I haven't been to it yet but plan on going this year as long as I'm in the country. I've heard from a few people that it's their favorite fur con because it's just the right size. Not too small, not too huge.


----------



## Tigercougar (Dec 21, 2012)

Still waiting for these guys to open up their conbook competition...


----------



## palasm (Jan 2, 2013)

Sinister South Paw said:


> Hola all.
> 
> I've wanted to go to FCN since it's inception. However the cards just never alligned in my favor to be able to go.
> 
> ...


   We are going. This will be the second time to FCN. We loved it. It is lots smaller than AC. We went there for first time last year and will also be going again this year.  FCN is more smaller but you get to meet more furries. The lobby of the Hotel is pretty spread out and they have everything mostly centralized. If over 21 I would recommend the sponser reg. If you drink you get free beer and last year they had hard cider. also food. There are several restaurants around and meijers is less than 1/4 mile away. easy walk.


----------



## RTDragon (Jan 2, 2013)

Well considering i've been to FCN in 2009 and last year. I will be going this year considering it's one of the few cons that feels relaxed and quite fun place to meet new people. Also the furry variety show as well as last year fursuit dance competition was pretty awesome.


----------



## Sinister South Paw (Jan 29, 2013)

Yeah I'm certainly going this year. 

I've only heard good things about it so I'm going to give it a try.


----------



## craftyandy (Feb 4, 2013)

Freakin first con I went to in 2009 not knowing a soul in the fandom. Was great, been there every years since. Free booze, great bar, great set up, just big enough for a lot to happen but confined enough so you don't miss a lot either.


----------



## UnwantedCujo (Feb 4, 2013)

FCN was small but not uncomfortably so. Last years FCN was my first ever Furry convention and I found it to be just the right size for a first timer. This years theme for FCN will be Mad Science. I will be premiering my first fursuit there, sporting a lab coat and maybe some goggles if I can find anything good. The weather in MI can be hit or miss, last year it was really warm, but I don't know how it will be this year. I remember having so much fun in the LEGO room. I felt there was a lot to keep you occupied between that, the game room, dealer's den, artists alley, and the panels that went on. I hope this short review helped.


----------



## Riho (Feb 4, 2013)

I would go if I had the money.
But, alas, I do not.
Mebbe next year.


----------



## CrazyLee (Feb 4, 2013)

Sinister South Paw said:


> However, be I do, I wanna get some personal experiences before I do. Anybody have anything to say about the con, good or bad? I want to get some opinions about it.
> 
> I've been to AC and I loved it. But I've never been to any other con. I'd be going with a few friends, not sharing a room but they would also be attending.
> 
> Any info about the theme of the con or your own personal experience would be great.

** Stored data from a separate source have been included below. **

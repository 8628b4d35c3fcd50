//! SQLite-backed [`ProductStore`] implementation.
//!
//! Maps each [`ProductStore`] operation to SQL against the products table.
//! Substring and prefix matches go through [`escape_like`] so the query
//! text is always matched as a literal, even when it contains `%`, `_`,
//! or `\`.

use anyhow::Result;
use async_trait::async_trait;
use sqlx::sqlite::SqliteRow;
use sqlx::{Row, SqlitePool};

use crate::models::{Product, SearchField};
use crate::store::{BatchWrite, ProductStore, SortColumn, SortDir, SortSpec};

/// SQLite implementation of the [`ProductStore`] trait.
///
/// Wraps a [`SqlitePool`] and translates every trait method into one or
/// more SQL statements. Sort orders and column names are built from typed
/// enums, never from caller strings.
pub struct SqliteStore {
    pool: SqlitePool,
}

impl SqliteStore {
    pub fn new(pool: SqlitePool) -> Self {
        Self { pool }
    }
}

/// Escape LIKE metacharacters so the needle matches literally under
/// `ESCAPE '\'`.
pub fn escape_like(needle: &str) -> String {
    let mut escaped = String::with_capacity(needle.len());
    for c in needle.chars() {
        if matches!(c, '%' | '_' | '\\') {
            escaped.push('\\');
        }
        escaped.push(c);
    }
    escaped
}

fn order_clause(sort: &[SortSpec]) -> String {
    if sort.is_empty() {
        return "id ASC".to_string();
    }
    let keys: Vec<String> = sort
        .iter()
        .map(|(column, dir)| {
            let column = match column {
                SortColumn::Price => "price",
                SortColumn::Rating => "rating",
                SortColumn::CreatedAt => "created_at",
            };
            let dir = match dir {
                SortDir::Asc => "ASC",
                SortDir::Desc => "DESC",
            };
            format!("{} {}", column, dir)
        })
        .collect();
    keys.join(", ")
}

const PRODUCT_COLUMNS: &str =
    "id, title, brand, category, product_type, description, price, stock, sku, rating, created_at";

fn product_from_row(row: &SqliteRow) -> Product {
    Product {
        id: row.get("id"),
        title: row.get("title"),
        brand: row.get("brand"),
        category: row.get("category"),
        product_type: row.get("product_type"),
        description: row.get("description"),
        price: row.get("price"),
        stock: row.get("stock"),
        sku: row.get("sku"),
        rating: row.get("rating"),
        created_at: row.get("created_at"),
    }
}

#[async_trait]
impl ProductStore for SqliteStore {
    async fn find_containing(&self, field: SearchField, needle: &str) -> Result<Vec<Product>> {
        let sql = format!(
            r#"SELECT {PRODUCT_COLUMNS} FROM products WHERE LOWER({}) LIKE '%' || ? || '%' ESCAPE '\'"#,
            field.column()
        );
        let rows = sqlx::query(&sql)
            .bind(escape_like(needle))
            .fetch_all(&self.pool)
            .await?;
        Ok(rows.iter().map(product_from_row).collect())
    }

    async fn find_exact(
        &self,
        field: SearchField,
        value: &str,
        sort: &[SortSpec],
        offset: i64,
        limit: i64,
    ) -> Result<Vec<Product>> {
        let sql = format!(
            "SELECT {PRODUCT_COLUMNS} FROM products WHERE {} = ? ORDER BY {} LIMIT ? OFFSET ?",
            field.column(),
            order_clause(sort)
        );
        let rows = sqlx::query(&sql)
            .bind(value)
            .bind(limit)
            .bind(offset)
            .fetch_all(&self.pool)
            .await?;
        Ok(rows.iter().map(product_from_row).collect())
    }

    async fn count_exact(&self, field: SearchField, value: &str) -> Result<i64> {
        let sql = format!("SELECT COUNT(*) FROM products WHERE {} = ?", field.column());
        let count: i64 = sqlx::query_scalar(&sql)
            .bind(value)
            .fetch_one(&self.pool)
            .await?;
        Ok(count)
    }

    async fn distinct_with_prefix(
        &self,
        field: SearchField,
        prefix: &str,
    ) -> Result<Vec<String>> {
        let column = field.column();
        let sql = format!(
            r#"SELECT DISTINCT {column} FROM products WHERE LOWER({column}) LIKE ? || '%' ESCAPE '\' ORDER BY {column} ASC"#,
        );
        let rows = sqlx::query(&sql)
            .bind(escape_like(prefix))
            .fetch_all(&self.pool)
            .await?;
        Ok(rows.iter().map(|row| row.get(0)).collect())
    }

    async fn find_rating_at_least(
        &self,
        min_rating: f64,
        sort: &[SortSpec],
        limit: i64,
    ) -> Result<Vec<Product>> {
        let sql = format!(
            "SELECT {PRODUCT_COLUMNS} FROM products WHERE rating >= ? ORDER BY {} LIMIT ?",
            order_clause(sort)
        );
        let rows = sqlx::query(&sql)
            .bind(min_rating)
            .bind(limit)
            .fetch_all(&self.pool)
            .await?;
        Ok(rows.iter().map(product_from_row).collect())
    }

    async fn count_all(&self) -> Result<i64> {
        let count: i64 = sqlx::query_scalar("SELECT COUNT(*) FROM products")
            .fetch_one(&self.pool)
            .await?;
        Ok(count)
    }

    async fn insert_batch(&self, batch: &[Product]) -> Result<BatchWrite> {
        // Unordered: each record is its own statement, so one duplicate
        // never blocks the rest of the batch. The batch as a whole is not
        // atomic; SQLite's per-statement atomicity is the only guarantee.
        let mut write = BatchWrite::default();
        for record in batch {
            let result = sqlx::query(
                r#"
                INSERT INTO products (id, title, brand, category, product_type,
                                      description, price, stock, sku, rating, created_at)
                VALUES (?, ?, ?, ?, ?, ?, ?, ?, ?, ?, ?)
                "#,
            )
            .bind(record.id)
            .bind(&record.title)
            .bind(&record.brand)
            .bind(&record.category)
            .bind(&record.product_type)
            .bind(&record.description)
            .bind(record.price)
            .bind(record.stock)
            .bind(&record.sku)
            .bind(record.rating)
            .bind(record.created_at)
            .execute(&self.pool)
            .await;

            match result {
                Ok(_) => write.inserted += 1,
                Err(sqlx::Error::Database(db)) if db.is_unique_violation() => {
                    write.duplicates += 1;
                }
                Err(e) => return Err(e.into()),
            }
        }
        Ok(write)
    }

    async fn delete_all(&self) -> Result<u64> {
        let result = sqlx::query("DELETE FROM products")
            .execute(&self.pool)
            .await?;
        Ok(result.rows_affected())
    }
}

#[cfg(test)]
mod tests {
    use super::*;

    #[test]
    fn escape_like_leaves_plain_text_alone() {
        assert_eq!(escape_like("wireless mouse"), "wireless mouse");
    }

    #[test]
    fn escape_like_escapes_metacharacters() {
        assert_eq!(escape_like("100%"), "100\\%");
        assert_eq!(escape_like("a_b"), "a\\_b");
        assert_eq!(escape_like(r"c:\d"), r"c:\\d");
    }

    #[test]
    fn order_clause_composes_keys() {
        assert_eq!(
            order_clause(&crate::store::RATING_THEN_PRICE),
            "rating DESC, price ASC"
        );
        assert_eq!(order_clause(&[]), "id ASC");
    }
}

What, you can't check the con's website for the theme?

In any case it's a pretty tiny little con, only about 1500 people. The panel rooms are small, only about 20-30 people. It's tucked into a pretty small little hotel. It's a pretty good diversion though, and I've enjoyed myself the past three years I've gone.

This year the theme's Mad Scientists, and I'm hoping to have my Dr Horrible costume ready by then (or at least ready by the anime con I'm going to 2 weeks before this con).


----------



## Leepyr (Feb 4, 2013)

I would love to go, because it is very close to where I live, but sadly I have never went. I would like to attend this year, if I could get my fursuit completed.
I have heard nothing but good things about it!


----------



## Bacadiar (Feb 9, 2013)

FCN 2012 was my first Fur con, but I was only there for Saturday. Also have been to Anthrocon.
Definitely going back to FCN this year with supersponsorship, even if my fursuit isn't completed. It's not as overwhelming as AC, but it's going to be different for me since I actually know more than one person this time around.


----------



## CrazyLee (Apr 12, 2013)

So, anyone else here at the con besides myself? I'm sitting here all alone in the Sheraton lobby computer area!


----------



## FireFeathers (Apr 13, 2013)

I'll be there for just tomorrow - FCN is one of my favorite cons- it's got a great atmosphere to it, and I've gone the last 3 years.


----------